He sat up straighter, one hand going to the earpiece. “I just spotted him.”
“Where is he, Jimmy?” asked the gravelly voice in his ear.
“He just came out of the bank near the Dupont Circle Metro.”
“Stay with him.”
The man who'd been trained by the country's best intelligence agency peered through a pair of binoculars, his gaze fixed on his target. He'd spent days waiting for the brash young politician to leave his Georgetown town house. The day before, McGhie had gone to the town house but Gregory's housekeeper had told him her employer wasn't feeling well and wasn't receiving visitors. But from the looks of the nattily dressed man sauntering down the street, he appeared to be the picture of health. Everything about him—his cashmere topcoat and expensive, tailored dark suit—reeked of arrogance, and that included his walk.

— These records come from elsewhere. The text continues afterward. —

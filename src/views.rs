//! HTML pages. Templates are plain `tinytemplate` text; values are HTML
//! escaped by the default formatter.

use crate::analytics::DashboardSummary;
use crate::auth::Flash;
use crate::error::AppResult;
use crate::model::{Student, Teacher, TeacherSummary};
use serde::Serialize;
use tinytemplate::TinyTemplate;

pub const STYLESHEET: &str = r#"
body { font-family: Arial, sans-serif; max-width: 960px; margin: 30px auto; padding: 0 20px; }
nav a { margin-right: 12px; }
.flash { padding: 10px; border-radius: 4px; margin: 8px 0; }
.flash.success { background: #d4edda; color: #155724; }
.flash.info { background: #d1ecf1; color: #0c5460; }
.flash.warning { background: #fff3cd; color: #856404; }
.flash.danger { background: #f8d7da; color: #721c24; }
table { width: 100%; border-collapse: collapse; margin: 15px 0; }
th, td { padding: 8px; text-align: left; border-bottom: 1px solid #ddd; }
th { background: #f8f9fa; }
.pass { color: #28a745; font-weight: bold; }
.fail { color: #dc3545; font-weight: bold; }
form.inline { display: inline; }
.grid { display: grid; grid-template-columns: 1fr 1fr; gap: 8px 16px; }
label { display: block; font-weight: bold; }
input { width: 100%; padding: 6px; }
#marks-chart { margin: 15px 0; }
.bar-row { display: flex; align-items: center; margin: 2px 0; }
.bar-label { width: 160px; overflow: hidden; white-space: nowrap; }
.bar { background: #007bff; color: white; padding: 2px 4px; min-width: 24px; }
"#;

pub const SCRIPT: &str = r#"
async function predictStudent(id) {
    const response = await fetch('/students/' + id + '/predict', { method: 'POST' });
    if (!response.ok) {
        alert('Prediction failed (' + response.status + ')');
        return;
    }
    window.location.reload();
}

async function predictAll() {
    const response = await fetch('/students/predict-all', { method: 'POST' });
    if (!response.ok) {
        alert('Prediction failed (' + response.status + ')');
        return;
    }
    window.location.reload();
}

// Bar per student of previous marks, read from the dashboard's data-chart attribute.
function drawMarksChart() {
    const container = document.getElementById('marks-chart');
    if (!container || !container.dataset.chart) {
        return;
    }
    const chart = JSON.parse(container.dataset.chart);
    chart.labels.forEach(function (label, i) {
        const marks = chart.marks[i];
        const row = document.createElement('div');
        row.className = 'bar-row';
        const name = document.createElement('span');
        name.className = 'bar-label';
        name.textContent = label;
        const bar = document.createElement('span');
        bar.className = 'bar';
        bar.style.width = Math.max(0, Math.min(100, marks)) + '%';
        bar.textContent = marks;
        row.appendChild(name);
        row.appendChild(bar);
        container.appendChild(row);
    });
}

document.addEventListener('DOMContentLoaded', drawMarksChart);
"#;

“He just got into his car,” James whispered into the microphone under his jacket lapel.
“Follow him for a couple of blocks, and then we'll take over.”
He followed the late-model Lexus sedan until a black Ford Crown Victoria smoothly maneuvered in front of his bumper several yards ahead. He'd done what he'd been instructed to do and now the rest was up to the men in the Crown Vic. Personally, he liked the Connecticut congressman. But he couldn't afford to let his personal feelings interfere with completing his assignment.

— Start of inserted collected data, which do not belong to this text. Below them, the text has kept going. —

use super::{html, redirect_on_session, redirect_with_flash, take_flashes, PageResult};
use crate::auth::{session_token, FlashLevel, Identity};
use crate::error::AppError;
use crate::forms::{normalize_email, LoginForm, SignupForm};
use crate::views::{self, Page};
use crate::AppState;
use actix_web::{web, HttpRequest, HttpResponse};

pub async fn home(state: web::Data<AppState>, req: HttpRequest) -> PageResult {
    let token = session_token(&req);
    let mut page = Page::new("Home", take_flashes(&state, &req, token.as_deref()));
    match token.as_deref().and_then(|t| state.sessions.identity(t)) {
        Some(Identity::Teacher { name, .. }) => page = page.for_teacher(&name),
        Some(Identity::Admin { username }) => page = page.for_admin(&username),
        None => {}
    }
    Ok(html(&state, &req, views::home(&page)?))
}

pub async fn signup_form(state: web::Data<AppState>, req: HttpRequest) -> PageResult {
    let token = session_token(&req);
    let page = Page::new("Sign up", take_flashes(&state, &req, token.as_deref()));
    Ok(html(&state, &req, views::signup(&page)?))
}

pub async fn signup(
    state: web::Data<AppState>,
    req: HttpRequest,
    form: web::Form<SignupForm>,
) -> PageResult {
    let form = form.into_inner();
    let name = form.name.trim();
    let email = normalize_email(&form.email);

    if name.is_empty() || email.is_empty() || form.password.is_empty() {
        return Ok(redirect_with_flash(
            &state,
            &req,
            "/signup",
            FlashLevel::Danger,
            "Name, email and password are required.",
        ));
    }

    let hash = state.hasher.hash(&form.password).await?;
    match state.db.create_teacher(name, &email, &hash).await {
        Ok(teacher) => {
            tracing::info!(teacher_id = teacher.id, "teacher registered");
            Ok(redirect_with_flash(
                &state,
                &req,
                "/login",
                FlashLevel::Success,
                "Account created. Please log in.",
            ))
        }
        Err(AppError::Conflict(message)) => Ok(redirect_with_flash(
            &state,
            &req,
            "/signup",
            FlashLevel::Danger,
            message,
        )),
        Err(err) => Err(err.into()),
    }
}

pub async fn login_form(state: web::Data<AppState>, req: HttpRequest) -> PageResult {
    let token = session_token(&req);
    let page = Page::new("Login", take_flashes(&state, &req, token.as_deref()));
    Ok(html(&state, &req, views::login(&page)?))
}

pub async fn login(
    state: web::Data<AppState>,
    req: HttpRequest,
    form: web::Form<LoginForm>,
) -> PageResult {
    let email = normalize_email(&form.email);
    let teacher = state.db.find_teacher_by_email(&email).await?;

    let verified = match &teacher {
        Some(t) => state.hasher.verify(&form.password, &t.password_hash).await,
        None => false,
    };
    let teacher = match teacher {
        Some(t) if verified => t,
        _ => {
            tracing::warn!("teacher login failed");
            return Ok(redirect_with_flash(
                &state,
                &req,
                "/login",
                FlashLevel::Danger,
                "Invalid email or password.",
            ));
        }
    };

    let previous = session_token(&req);
    let token = state.sessions.login(
        previous.as_deref(),
        Identity::Teacher {
            id: teacher.id,
            name: teacher.name.clone(),
        },
    );
    tracing::info!(teacher_id = teacher.id, "teacher logged in");
    Ok(redirect_on_session(
        &state,
        Some(&token),
        "/dashboard",
        FlashLevel::Success,
        format!("Welcome, {}!", teacher.name),
    ))
}

pub async fn logout(state: web::Data<AppState>, req: HttpRequest) -> HttpResponse {
    end_session(&state, &req)
}

/// Destroys whatever session the caller has and clears its cookie.
pub(super) fn end_session(state: &AppState, req: &HttpRequest) -> HttpResponse {
    if let Some(token) = session_token(req) {
        state.sessions.logout(&token);
    }
    let mut response =
        redirect_on_session(state, None, "/", FlashLevel::Info, "You have been logged out.");
    if let Err(err) = response.add_cookie(&state.sessions.removal_cookie()) {
        tracing::warn!(error = %err, "could not clear the session cookie");
    }
    response
}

He'd been instructed to follow Congressman Gregory and report back when he was alone. If the men who were hired to take out Sean Gregory didn't find what they were looking for on him, then it was up to McGhie to break into the congressman's home and search for the little book that could become a huge political scandal.
James sat in a well-worn recliner watching CNN, while enjoying his second beer after several helpings of his mother's delicious lamb stew. He'd stopped off to have dinner with her, leaving with enough plastic containers filled with leftovers to last him for several days, before retreating to his sanctuary—a furnished studio apartment in a middle-class D.C. neighborhood.
He turned up the volume on the remote when the program he had been watching was interrupted for a breaking news story. An obviously grief-stricken Speaker of the House announced that Connecticut Congressman Sean Gregory had succumbed to injuries he'd sustained in a hit-and-run earlier that morning as he'd stepped out of his car only yards from his Georgetown residence.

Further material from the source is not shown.